Segment Start: Extracted entries

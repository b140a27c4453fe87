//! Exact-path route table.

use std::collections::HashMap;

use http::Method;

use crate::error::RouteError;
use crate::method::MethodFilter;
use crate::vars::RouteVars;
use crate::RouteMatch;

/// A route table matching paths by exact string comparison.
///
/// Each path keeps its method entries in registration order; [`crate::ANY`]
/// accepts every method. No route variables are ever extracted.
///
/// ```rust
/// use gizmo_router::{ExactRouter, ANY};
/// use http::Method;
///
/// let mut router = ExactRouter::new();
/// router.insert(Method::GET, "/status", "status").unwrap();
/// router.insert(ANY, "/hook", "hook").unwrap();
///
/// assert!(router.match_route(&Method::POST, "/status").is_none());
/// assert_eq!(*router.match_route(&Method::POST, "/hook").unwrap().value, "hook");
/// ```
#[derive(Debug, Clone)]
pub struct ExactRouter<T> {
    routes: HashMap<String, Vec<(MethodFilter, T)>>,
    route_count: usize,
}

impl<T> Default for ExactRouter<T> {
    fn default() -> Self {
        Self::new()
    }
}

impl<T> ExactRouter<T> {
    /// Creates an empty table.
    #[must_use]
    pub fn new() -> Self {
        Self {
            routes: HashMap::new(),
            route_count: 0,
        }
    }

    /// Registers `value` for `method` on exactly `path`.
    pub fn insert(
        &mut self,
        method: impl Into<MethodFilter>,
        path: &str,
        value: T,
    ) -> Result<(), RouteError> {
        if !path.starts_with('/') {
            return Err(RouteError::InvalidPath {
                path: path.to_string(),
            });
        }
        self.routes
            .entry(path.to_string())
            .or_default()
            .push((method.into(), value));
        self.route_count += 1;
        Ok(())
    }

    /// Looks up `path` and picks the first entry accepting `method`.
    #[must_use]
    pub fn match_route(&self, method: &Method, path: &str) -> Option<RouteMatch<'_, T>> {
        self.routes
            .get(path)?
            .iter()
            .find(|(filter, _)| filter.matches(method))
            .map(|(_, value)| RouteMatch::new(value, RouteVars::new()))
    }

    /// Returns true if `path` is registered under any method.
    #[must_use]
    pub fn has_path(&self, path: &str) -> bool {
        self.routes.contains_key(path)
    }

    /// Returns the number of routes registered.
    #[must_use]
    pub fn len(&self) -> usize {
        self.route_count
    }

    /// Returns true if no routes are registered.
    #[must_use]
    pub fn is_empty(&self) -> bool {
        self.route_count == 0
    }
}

Segment End: Extracted entries

■ **Your instructions**
Check each line of the material for the string "value", then state how many lines have it and nothing more.

■ **Solved exercise**
5